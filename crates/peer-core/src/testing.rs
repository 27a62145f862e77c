//! Recording test doubles for the native peer connection and capture pipeline

use std::sync::Arc;
use std::sync::atomic::{AtomicBool, AtomicUsize, Ordering};

use async_trait::async_trait;
use parking_lot::Mutex;
use tokio::sync::broadcast;
use vidcall_signal_core::{CameraPosition, IceCandidate, PeerConnectionType, SdpType, SessionDescription};

use crate::error::{PeerError, PeerResult};
use crate::local_tracks::{CaptureProvider, ScreenShareType};
use crate::native::{PeerConnection, PeerConnectionFactory, RtpSender, RtpTransceiver};
use crate::types::{
    MediaStream, MediaStreamTrack, OfferConstraints, PeerConnectionEvent, RtcConfiguration, RtcStatsReport,
    RtpEncodingParameters, SignalingState, TrackKind, TransceiverDirection, TransceiverInit,
};

/// In-memory sender
pub struct MockRtpSender {
    track: Option<MediaStreamTrack>,
    parameters: Mutex<Vec<RtpEncodingParameters>>,
    set_parameters_calls: AtomicUsize,
}

impl MockRtpSender {
    pub fn new(track: Option<MediaStreamTrack>, parameters: Vec<RtpEncodingParameters>) -> Self {
        Self {
            track,
            parameters: Mutex::new(parameters),
            set_parameters_calls: AtomicUsize::new(0),
        }
    }

    pub fn set_parameters_calls(&self) -> usize {
        self.set_parameters_calls.load(Ordering::SeqCst)
    }
}

impl RtpSender for MockRtpSender {
    fn track(&self) -> Option<MediaStreamTrack> {
        self.track.clone()
    }

    fn parameters(&self) -> Vec<RtpEncodingParameters> {
        self.parameters.lock().clone()
    }

    fn set_parameters(&self, encodings: Vec<RtpEncodingParameters>) -> PeerResult<()> {
        self.set_parameters_calls.fetch_add(1, Ordering::SeqCst);
        *self.parameters.lock() = encodings;
        Ok(())
    }
}

/// In-memory transceiver
pub struct MockRtpTransceiver {
    mid: String,
    kind: TrackKind,
    direction: TransceiverDirection,
    stream_ids: Vec<String>,
    sender: Arc<MockRtpSender>,
    stopped: AtomicBool,
}

impl MockRtpTransceiver {
    pub fn is_stopped(&self) -> bool {
        self.stopped.load(Ordering::SeqCst)
    }

    pub fn stream_ids(&self) -> Vec<String> {
        self.stream_ids.clone()
    }

    /// Direction requested when the transceiver was added
    pub fn initial_direction(&self) -> TransceiverDirection {
        self.direction
    }

    pub fn mock_sender(&self) -> Arc<MockRtpSender> {
        self.sender.clone()
    }
}

impl RtpTransceiver for MockRtpTransceiver {
    fn mid(&self) -> Option<String> {
        Some(self.mid.clone())
    }

    fn kind(&self) -> TrackKind {
        self.kind
    }

    fn direction(&self) -> TransceiverDirection {
        if self.is_stopped() {
            TransceiverDirection::Stopped
        } else {
            self.direction
        }
    }

    fn sender(&self) -> Arc<dyn RtpSender> {
        self.sender.clone()
    }

    fn stop(&self) {
        self.stopped.store(true, Ordering::SeqCst);
    }
}

#[derive(Default)]
struct Failures {
    add_candidate: usize,
    add_candidate_error: Option<PeerError>,
    set_remote: Option<PeerError>,
}

/// In-memory native peer connection
pub struct MockPeerConnection {
    event_tx: broadcast::Sender<PeerConnectionEvent>,
    signaling_state: Mutex<SignalingState>,
    local_description: Mutex<Option<SessionDescription>>,
    remote_description: Mutex<Option<SessionDescription>>,
    offer_constraints: Mutex<Vec<OfferConstraints>>,
    added_candidates: Mutex<Vec<IceCandidate>>,
    add_candidate_attempts: AtomicUsize,
    added_tracks: Mutex<Vec<(String, Vec<String>)>>,
    transceivers: Mutex<Vec<Arc<MockRtpTransceiver>>>,
    removed_senders: AtomicUsize,
    removed_streams: Mutex<Vec<String>>,
    restart_ice_calls: AtomicUsize,
    close_calls: AtomicUsize,
    statistics: Mutex<RtcStatsReport>,
    failures: Mutex<Failures>,
}

impl MockPeerConnection {
    pub fn new() -> Self {
        let (event_tx, _) = broadcast::channel(64);
        Self {
            event_tx,
            signaling_state: Mutex::new(SignalingState::Stable),
            local_description: Mutex::new(None),
            remote_description: Mutex::new(None),
            offer_constraints: Mutex::new(Vec::new()),
            added_candidates: Mutex::new(Vec::new()),
            add_candidate_attempts: AtomicUsize::new(0),
            added_tracks: Mutex::new(Vec::new()),
            transceivers: Mutex::new(Vec::new()),
            removed_senders: AtomicUsize::new(0),
            removed_streams: Mutex::new(Vec::new()),
            restart_ice_calls: AtomicUsize::new(0),
            close_calls: AtomicUsize::new(0),
            statistics: Mutex::new(RtcStatsReport::default()),
            failures: Mutex::new(Failures::default()),
        }
    }

    /// Publish a native event
    pub fn emit(&self, event: PeerConnectionEvent) {
        let _ = self.event_tx.send(event);
    }

    /// Set the remote description without going through the coordinator
    pub fn set_remote_description_value(&self, description: Option<SessionDescription>) {
        *self.remote_description.lock() = description;
    }

    pub fn set_statistics(&self, report: RtcStatsReport) {
        *self.statistics.lock() = report;
    }

    /// Fail the next `count` add-candidate attempts with `error`
    pub fn fail_add_candidate(&self, count: usize, error: PeerError) {
        let mut failures = self.failures.lock();
        failures.add_candidate = count;
        failures.add_candidate_error = Some(error);
    }

    pub fn fail_next_set_remote(&self, error: PeerError) {
        self.failures.lock().set_remote = Some(error);
    }

    pub fn added_candidates(&self) -> Vec<IceCandidate> {
        self.added_candidates.lock().clone()
    }

    pub fn add_candidate_attempts(&self) -> usize {
        self.add_candidate_attempts.load(Ordering::SeqCst)
    }

    pub fn offer_constraints(&self) -> Vec<OfferConstraints> {
        self.offer_constraints.lock().clone()
    }

    /// `(track id, stream ids)` of every plain `add_track`
    pub fn added_tracks(&self) -> Vec<(String, Vec<String>)> {
        self.added_tracks.lock().clone()
    }

    pub fn mock_transceivers(&self) -> Vec<Arc<MockRtpTransceiver>> {
        self.transceivers.lock().clone()
    }

    pub fn removed_senders(&self) -> usize {
        self.removed_senders.load(Ordering::SeqCst)
    }

    pub fn removed_streams(&self) -> Vec<String> {
        self.removed_streams.lock().clone()
    }

    pub fn restart_ice_calls(&self) -> usize {
        self.restart_ice_calls.load(Ordering::SeqCst)
    }

    pub fn close_calls(&self) -> usize {
        self.close_calls.load(Ordering::SeqCst)
    }

    fn next_mid(&self) -> String {
        self.transceivers.lock().len().to_string()
    }

    fn push_transceiver(&self, kind: TrackKind, track: Option<MediaStreamTrack>, init: &TransceiverInit) -> Arc<MockRtpTransceiver> {
        let transceiver = Arc::new(MockRtpTransceiver {
            mid: self.next_mid(),
            kind,
            direction: init.direction,
            stream_ids: init.stream_ids.clone(),
            sender: Arc::new(MockRtpSender::new(track, init.send_encodings.clone())),
            stopped: AtomicBool::new(false),
        });
        self.transceivers.lock().push(transceiver.clone());
        transceiver
    }
}

impl Default for MockPeerConnection {
    fn default() -> Self {
        Self::new()
    }
}

#[async_trait]
impl PeerConnection for MockPeerConnection {
    fn events(&self) -> broadcast::Receiver<PeerConnectionEvent> {
        self.event_tx.subscribe()
    }

    fn signaling_state(&self) -> SignalingState {
        *self.signaling_state.lock()
    }

    fn local_description(&self) -> Option<SessionDescription> {
        self.local_description.lock().clone()
    }

    fn remote_description(&self) -> Option<SessionDescription> {
        self.remote_description.lock().clone()
    }

    async fn create_offer(&self, constraints: OfferConstraints) -> PeerResult<SessionDescription> {
        let mut offers = self.offer_constraints.lock();
        offers.push(constraints);
        Ok(SessionDescription::offer(format!("v=0 offer-{}", offers.len())))
    }

    async fn create_answer(&self) -> PeerResult<SessionDescription> {
        Ok(SessionDescription::answer("v=0 local answer"))
    }

    async fn set_local_description(&self, description: SessionDescription) -> PeerResult<()> {
        *self.signaling_state.lock() = match description.sdp_type {
            SdpType::Offer => SignalingState::HaveLocalOffer,
            _ => SignalingState::Stable,
        };
        *self.local_description.lock() = Some(description);
        Ok(())
    }

    async fn set_remote_description(&self, description: SessionDescription) -> PeerResult<()> {
        if let Some(error) = self.failures.lock().set_remote.take() {
            return Err(error);
        }
        *self.signaling_state.lock() = match description.sdp_type {
            SdpType::Offer => SignalingState::HaveRemoteOffer,
            _ => SignalingState::Stable,
        };
        *self.remote_description.lock() = Some(description);
        Ok(())
    }

    async fn add_ice_candidate(&self, candidate: &IceCandidate) -> PeerResult<()> {
        self.add_candidate_attempts.fetch_add(1, Ordering::SeqCst);
        {
            let mut failures = self.failures.lock();
            if failures.add_candidate > 0 {
                failures.add_candidate -= 1;
                return Err(failures
                    .add_candidate_error
                    .clone()
                    .unwrap_or_else(|| PeerError::native("add_ice_candidate", "failed")));
            }
        }
        self.added_candidates.lock().push(candidate.clone());
        Ok(())
    }

    fn add_track(&self, track: &MediaStreamTrack, stream_ids: &[String]) -> PeerResult<Arc<dyn RtpSender>> {
        self.added_tracks
            .lock()
            .push((track.track_id().to_string(), stream_ids.to_vec()));
        Ok(Arc::new(MockRtpSender::new(Some(track.clone()), Vec::new())))
    }

    fn remove_track(&self, _sender: &Arc<dyn RtpSender>) -> PeerResult<()> {
        self.removed_senders.fetch_add(1, Ordering::SeqCst);
        Ok(())
    }

    fn add_transceiver(&self, track: &MediaStreamTrack, init: &TransceiverInit) -> PeerResult<Arc<dyn RtpTransceiver>> {
        Ok(self.push_transceiver(track.kind(), Some(track.clone()), init))
    }

    fn add_transceiver_of_kind(&self, kind: TrackKind, init: &TransceiverInit) -> PeerResult<Arc<dyn RtpTransceiver>> {
        Ok(self.push_transceiver(kind, None, init))
    }

    fn remove_stream(&self, stream: &MediaStream) {
        self.removed_streams.lock().push(stream.stream_id.clone());
    }

    fn transceivers(&self) -> Vec<Arc<dyn RtpTransceiver>> {
        self.transceivers
            .lock()
            .iter()
            .map(|t| t.clone() as Arc<dyn RtpTransceiver>)
            .collect()
    }

    fn restart_ice(&self) {
        self.restart_ice_calls.fetch_add(1, Ordering::SeqCst);
    }

    async fn statistics(&self) -> PeerResult<RtcStatsReport> {
        Ok(self.statistics.lock().clone())
    }

    async fn close(&self) {
        self.close_calls.fetch_add(1, Ordering::SeqCst);
        *self.signaling_state.lock() = SignalingState::Closed;
    }
}

/// Factory handing out [`MockPeerConnection`]s
#[derive(Default)]
pub struct MockPeerConnectionFactory {
    connections: Mutex<Vec<(PeerConnectionType, Arc<MockPeerConnection>)>>,
}

impl MockPeerConnectionFactory {
    pub fn new() -> Self {
        Self::default()
    }

    pub fn connections(&self) -> Vec<(PeerConnectionType, Arc<MockPeerConnection>)> {
        self.connections.lock().clone()
    }

    /// Most recent connection made for `peer_type`
    pub fn connection(&self, peer_type: PeerConnectionType) -> Option<Arc<MockPeerConnection>> {
        self.connections
            .lock()
            .iter()
            .rev()
            .find(|(t, _)| *t == peer_type)
            .map(|(_, pc)| pc.clone())
    }
}

impl PeerConnectionFactory for MockPeerConnectionFactory {
    fn make_peer_connection(
        &self,
        peer_type: PeerConnectionType,
        _configuration: &RtcConfiguration,
    ) -> PeerResult<Arc<dyn PeerConnection>> {
        let pc = Arc::new(MockPeerConnection::new());
        self.connections.lock().push((peer_type, pc.clone()));
        Ok(pc)
    }
}

/// Capture pipeline producing numbered tracks
#[derive(Default)]
pub struct MockCaptureProvider {
    audio_made: AtomicUsize,
    video_made: AtomicUsize,
    screen_made: AtomicUsize,
    camera_starts: Mutex<Vec<CameraPosition>>,
    camera_stops: AtomicUsize,
    camera_switches: Mutex<Vec<CameraPosition>>,
    screen_stops: Mutex<Vec<ScreenShareType>>,
}

impl MockCaptureProvider {
    pub fn new() -> Self {
        Self::default()
    }

    pub fn audio_tracks_made(&self) -> usize {
        self.audio_made.load(Ordering::SeqCst)
    }

    pub fn video_tracks_made(&self) -> usize {
        self.video_made.load(Ordering::SeqCst)
    }

    pub fn camera_starts(&self) -> Vec<CameraPosition> {
        self.camera_starts.lock().clone()
    }

    pub fn camera_stops(&self) -> usize {
        self.camera_stops.load(Ordering::SeqCst)
    }

    pub fn camera_switches(&self) -> Vec<CameraPosition> {
        self.camera_switches.lock().clone()
    }

    pub fn screen_capture_stops(&self) -> Vec<ScreenShareType> {
        self.screen_stops.lock().clone()
    }
}

#[async_trait]
impl CaptureProvider for MockCaptureProvider {
    fn make_audio_track(&self) -> PeerResult<MediaStreamTrack> {
        let n = self.audio_made.fetch_add(1, Ordering::SeqCst) + 1;
        Ok(MediaStreamTrack::new(format!("audio-{}", n), TrackKind::Audio))
    }

    fn make_video_track(&self) -> PeerResult<MediaStreamTrack> {
        let n = self.video_made.fetch_add(1, Ordering::SeqCst) + 1;
        Ok(MediaStreamTrack::new(format!("video-{}", n), TrackKind::Video))
    }

    fn make_screen_share_track(&self, _share_type: ScreenShareType) -> PeerResult<MediaStreamTrack> {
        let n = self.screen_made.fetch_add(1, Ordering::SeqCst) + 1;
        Ok(MediaStreamTrack::new(format!("screen-{}", n), TrackKind::Video))
    }

    async fn start_camera_capture(&self, position: CameraPosition) -> PeerResult<()> {
        self.camera_starts.lock().push(position);
        Ok(())
    }

    async fn stop_camera_capture(&self) -> PeerResult<()> {
        self.camera_stops.fetch_add(1, Ordering::SeqCst);
        Ok(())
    }

    async fn switch_camera(&self, position: CameraPosition) -> PeerResult<()> {
        self.camera_switches.lock().push(position);
        Ok(())
    }

    async fn stop_screen_capture(&self, share_type: ScreenShareType) -> PeerResult<()> {
        self.screen_stops.lock().push(share_type);
        Ok(())
    }
}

# # # # # # #

WHAT THE TASK REQUIRES ->
Your answer should be a single number: how many lines of the listing hold the string "pipeline".

WRITTEN SOLUTION ->
2